Source data:
※

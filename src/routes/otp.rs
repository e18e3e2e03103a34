// SPDX-License-Identifier: MIT

//! OTP endpoints used by the login flow.

use axum::{extract::State, routing::post, Json, Router};
use serde::Deserialize;
use std::sync::Arc;

use crate::error::Result;
use crate::routes::MessageResponse;
use crate::AppState;

pub fn routes() -> Router<Arc<AppState>> {
    Router::new()
        .route("/api/send-otp", post(send_otp))
        .route("/api/verify-otp", post(verify_otp))
}

/// The field is named `email` on the wire for frontend compatibility,
/// but carries whichever handle the user typed (email or phone).
#[derive(Deserialize)]
pub struct SendOtpRequest {
    email: String,
}

#[derive(Deserialize)]
pub struct VerifyOtpRequest {
    email: String,
    otp: String,
}

/// Issue a challenge and email the code.
async fn send_otp(
    State(state): State<Arc<AppState>>,
    Json(body): Json<SendOtpRequest>,
) -> Result<Json<MessageResponse>> {
    state.otp_service.request_challenge(&body.email).await?;
    Ok(MessageResponse::new("OTP sent"))
}

/// Verify a submitted code, consuming the challenge on success.
async fn verify_otp(
    State(state): State<Arc<AppState>>,
    Json(body): Json<VerifyOtpRequest>,
) -> Result<Json<MessageResponse>> {
    state
        .otp_service
        .verify_challenge(&body.email, &body.otp)
        .await?;
    Ok(MessageResponse::new("OTP verified"))
}
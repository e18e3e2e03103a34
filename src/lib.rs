// SPDX-License-Identifier: MIT

//! Teamdir: authentication backend for the team directory app.
//!
//! This crate provides the OTP challenge service, session presence
//! tracking, and the client-side login and registration flows that sit
//! on top of the shared auth store.

pub mod client;
pub mod config;
pub mod error;
pub mod middleware;
pub mod models;
pub mod routes;
pub mod services;
pub mod store;
pub mod time_utils;

use config::Config;
use services::{Mailer, OtpService, PresenceTracker};
use store::AuthStore;

/// Shared application state.
pub struct AppState {
    pub config: Config,
    pub store: AuthStore,
    pub otp_service: OtpService,
    pub presence: PresenceTracker,
}

impl AppState {
    /// Wire up the full service graph from a config and store.
    pub fn new(config: Config, store: AuthStore, mailer: Mailer) -> Self {
        let otp_service = OtpService::new(
            store.clone(),
            mailer,
            chrono::Duration::seconds(config.otp_ttl_secs as i64),
        );
        let presence = PresenceTracker::new(store.clone());

        Self {
            config,
            store,
            otp_service,
            presence,
        }
    }
}
// src/utils/mod.rs
pub mod logging;
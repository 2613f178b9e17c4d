// src/error.rs

use std::io;
use std::time::Duration;
use thiserror::Error;

/// Failures while bringing a session up. Fatal to that session only.
#[derive(Debug, Error)]
pub enum StartupError {
  #[error("failed to allocate PTY pair: {0}")]
  PtyAllocation(#[source] io::Error),

  #[error("failed to spawn shell {shell}: {source}")]
  Spawn {
    shell: String,
    #[source]
    source: io::Error,
  },

  #[error("failed to switch PTY primary to non-blocking mode: {0}")]
  NonBlocking(#[source] io::Error),

  #[error("failed to register PTY primary with the runtime: {0}")]
  Registration(#[source] io::Error),
}

/// Errors raised inside a running bridge.
#[derive(Debug, Error)]
pub enum BridgeError {
  #[error(transparent)]
  Startup(#[from] StartupError),

  /// Inbound payload could not be decoded. The message is skipped.
  #[error("malformed client message: {0}")]
  Decode(String),

  #[error("PTY I/O error: {0}")]
  Io(#[from] io::Error),

  #[error("transport error: {0}")]
  Transport(String),

  #[error("process did not exit within {0:?} of a graceful termination request")]
  TerminationTimeout(Duration),

  #[error("invalid terminal dimensions {cols}x{rows}")]
  InvalidDimensions { cols: i64, rows: i64 },
}

impl From<serde_json::Error> for BridgeError {
  fn from(err: serde_json::Error) -> Self {
    BridgeError::Decode(err.to_string())
  }
}

impl From<tokio_tungstenite::tungstenite::Error> for BridgeError {
  fn from(err: tokio_tungstenite::tungstenite::Error) -> Self {
    BridgeError::Transport(err.to_string())
  }
}

pub type Result<T> = std::result::Result<T, BridgeError>;
// src/worker/mod.rs

/// The `worker` module accepts transport connections and hands each one to a
/// fresh `Session`.
pub mod listener;

pub use listener::Listener;
// src/worker/listener.rs

use crate::error::Result;
use crate::pty::session::Session;
use crate::transport::WebSocketTransport;
use log::{debug, error, info, warn};
use std::future::Future;
use std::net::SocketAddr;
use tokio::net::{TcpListener, TcpStream};
use tokio::sync::watch;
use tokio::task::JoinSet;
use tokio_tungstenite::accept_async;

/// Accepts WebSocket clients and gives each one its own [`Session`].
///
/// Sessions run on their own tasks; a failing session never takes the
/// listener or any other session down with it.
pub struct Listener {
  listener: TcpListener,
  shell: Option<String>,
}

impl Listener {
  /// Binds to `addr` (`host:port`).
  ///
  /// # Errors
  ///
  /// Returns `BridgeError::Io` if the address cannot be bound.
  pub async fn bind(addr: &str) -> Result<Self> {
    let listener = TcpListener::bind(addr).await?;
    debug!("Bound listener to {}", listener.local_addr()?);
    Ok(Listener {
      listener,
      shell: None,
    })
  }

  /// Runs `shell` in every session instead of the host's default shell.
  pub fn with_shell(mut self, shell: impl Into<String>) -> Self {
    self.shell = Some(shell.into());
    self
  }

  pub fn local_addr(&self) -> Result<SocketAddr> {
    Ok(self.listener.local_addr()?)
  }

  /// Accepts connections until `shutdown` resolves, then tears down every
  /// live session and waits for its cleanup before returning.
  pub async fn run_until<F>(self, shutdown: F) -> Result<()>
  where
    F: Future<Output = ()>,
  {
    let (stop_tx, stop_rx) = watch::channel(false);
    let mut connections = JoinSet::new();
    tokio::pin!(shutdown);

    loop {
      tokio::select! {
        _ = &mut shutdown => break,
        accepted = self.listener.accept() => match accepted {
          Ok((stream, peer)) => {
            let shell = self.shell.clone();
            connections.spawn(handle_connection(stream, peer, shell, stop_rx.clone()));
          }
          Err(e) => warn!("TCP accept error: {}", e),
        },
        Some(joined) = connections.join_next(), if !connections.is_empty() => {
          if let Err(e) = joined {
            error!("Connection task failed: {}", e);
          }
        }
      }
    }

    info!(
      "Listener stopped accepting connections, closing {} open connection(s)",
      connections.len()
    );
    stop_tx.send_replace(true);
    while let Some(joined) = connections.join_next().await {
      if let Err(e) = joined {
        error!("Connection task failed: {}", e);
      }
    }
    Ok(())
  }
}

/// Serves one client from handshake to teardown.
async fn handle_connection(
  stream: TcpStream,
  peer: SocketAddr,
  shell: Option<String>,
  mut stop: watch::Receiver<bool>,
) {
  info!("New connection from {}", peer);

  let handshake = tokio::select! {
    _ = stopping(&mut stop) => {
      info!("Dropped connection from {} during shutdown", peer);
      return;
    }
    handshake = accept_async(stream) => handshake,
  };

  match handshake {
    Ok(ws) => {
      let transport = Box::new(WebSocketTransport::new(ws));
      let started = match shell {
        Some(shell) => Session::start_with_shell(transport, peer.to_string(), &shell).await,
        None => Session::start(transport, peer.to_string()).await,
      };
      match started {
        Ok(session) => {
          tokio::select! {
            _ = session.wait_closed() => {}
            _ = stopping(&mut stop) => {
              session.cleanup().await;
              // A forwarding loop may have started cleanup first.
              session.wait_closed().await;
            }
          }
        }
        Err(e) => error!("Error handling connection from {}: {}", peer, e),
      }
    }
    Err(e) => warn!("WebSocket handshake with {} failed: {}", peer, e),
  }

  info!("Connection from {} closed", peer);
}

/// Resolves once the listener is shutting down.
async fn stopping(stop: &mut watch::Receiver<bool>) {
  let _ = stop.wait_for(|stopped| *stopped).await;
}
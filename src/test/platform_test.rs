// src/test/platform_test.rs

use crate::platform::{
  set_window_size, window_size, PtyPair, ShellProcess, Termination, DEFAULT_COLS, DEFAULT_ROWS,
};
use nix::errno::Errno;
use nix::sys::signal::kill;
use serial_test::serial;
use std::os::fd::AsRawFd;
use tokio::time::{timeout, Duration};

#[test]
#[serial]
fn test_open_pty_pair() {
  let pair = PtyPair::open().expect("Failed to open PTY pair");
  assert!(pair.primary.as_raw_fd() >= 0, "Invalid primary fd");
  assert!(pair.secondary.as_raw_fd() >= 0, "Invalid secondary fd");
  assert_ne!(pair.primary.as_raw_fd(), pair.secondary.as_raw_fd());

  let size = window_size(pair.secondary.as_raw_fd()).expect("TIOCGWINSZ failed");
  assert_eq!(size, (DEFAULT_COLS, DEFAULT_ROWS));
}

#[test]
#[serial]
fn test_window_size_is_shared_by_both_sides() {
  let pair = PtyPair::open().expect("Failed to open PTY pair");
  set_window_size(pair.secondary.as_raw_fd(), 132, 43).expect("TIOCSWINSZ failed");

  assert_eq!(window_size(pair.secondary.as_raw_fd()).unwrap(), (132, 43));
  assert_eq!(window_size(pair.primary.as_raw_fd()).unwrap(), (132, 43));
}

#[tokio::test]
#[serial]
async fn test_shell_leads_its_own_process_group() {
  let pair = PtyPair::open().expect("Failed to open PTY pair");
  let mut shell = ShellProcess::spawn("/bin/cat", &pair.secondary).expect("Failed to spawn");

  assert!(shell.pid().as_raw() > 0, "Invalid pid");
  assert_eq!(shell.pgid(), shell.pid());
  assert_ne!(shell.pgid(), nix::unistd::getpgrp());
  assert!(shell.try_exited().unwrap().is_none());

  shell.terminate(Termination::Graceful).expect("SIGTERM failed");
  let status = timeout(Duration::from_secs(5), shell.wait())
    .await
    .expect("cat ignored SIGTERM")
    .expect("wait failed");
  assert!(!status.success());
  assert_eq!(kill(shell.pid(), None), Err(Errno::ESRCH));
}

#[tokio::test]
#[serial]
async fn test_spawn_failure_reports_the_shell() {
  let pair = PtyPair::open().expect("Failed to open PTY pair");
  let err = ShellProcess::spawn("/no/such/shell", &pair.secondary).unwrap_err();
  assert!(err.to_string().contains("/no/such/shell"), "{}", err);
}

※

→ **What you have to do**:
Copy each line of the entries that includes the word "SocketAddr".

→ **Your response**:
use std::net::SocketAddr;
  pub fn local_addr(&self) -> Result<SocketAddr> {
  peer: SocketAddr,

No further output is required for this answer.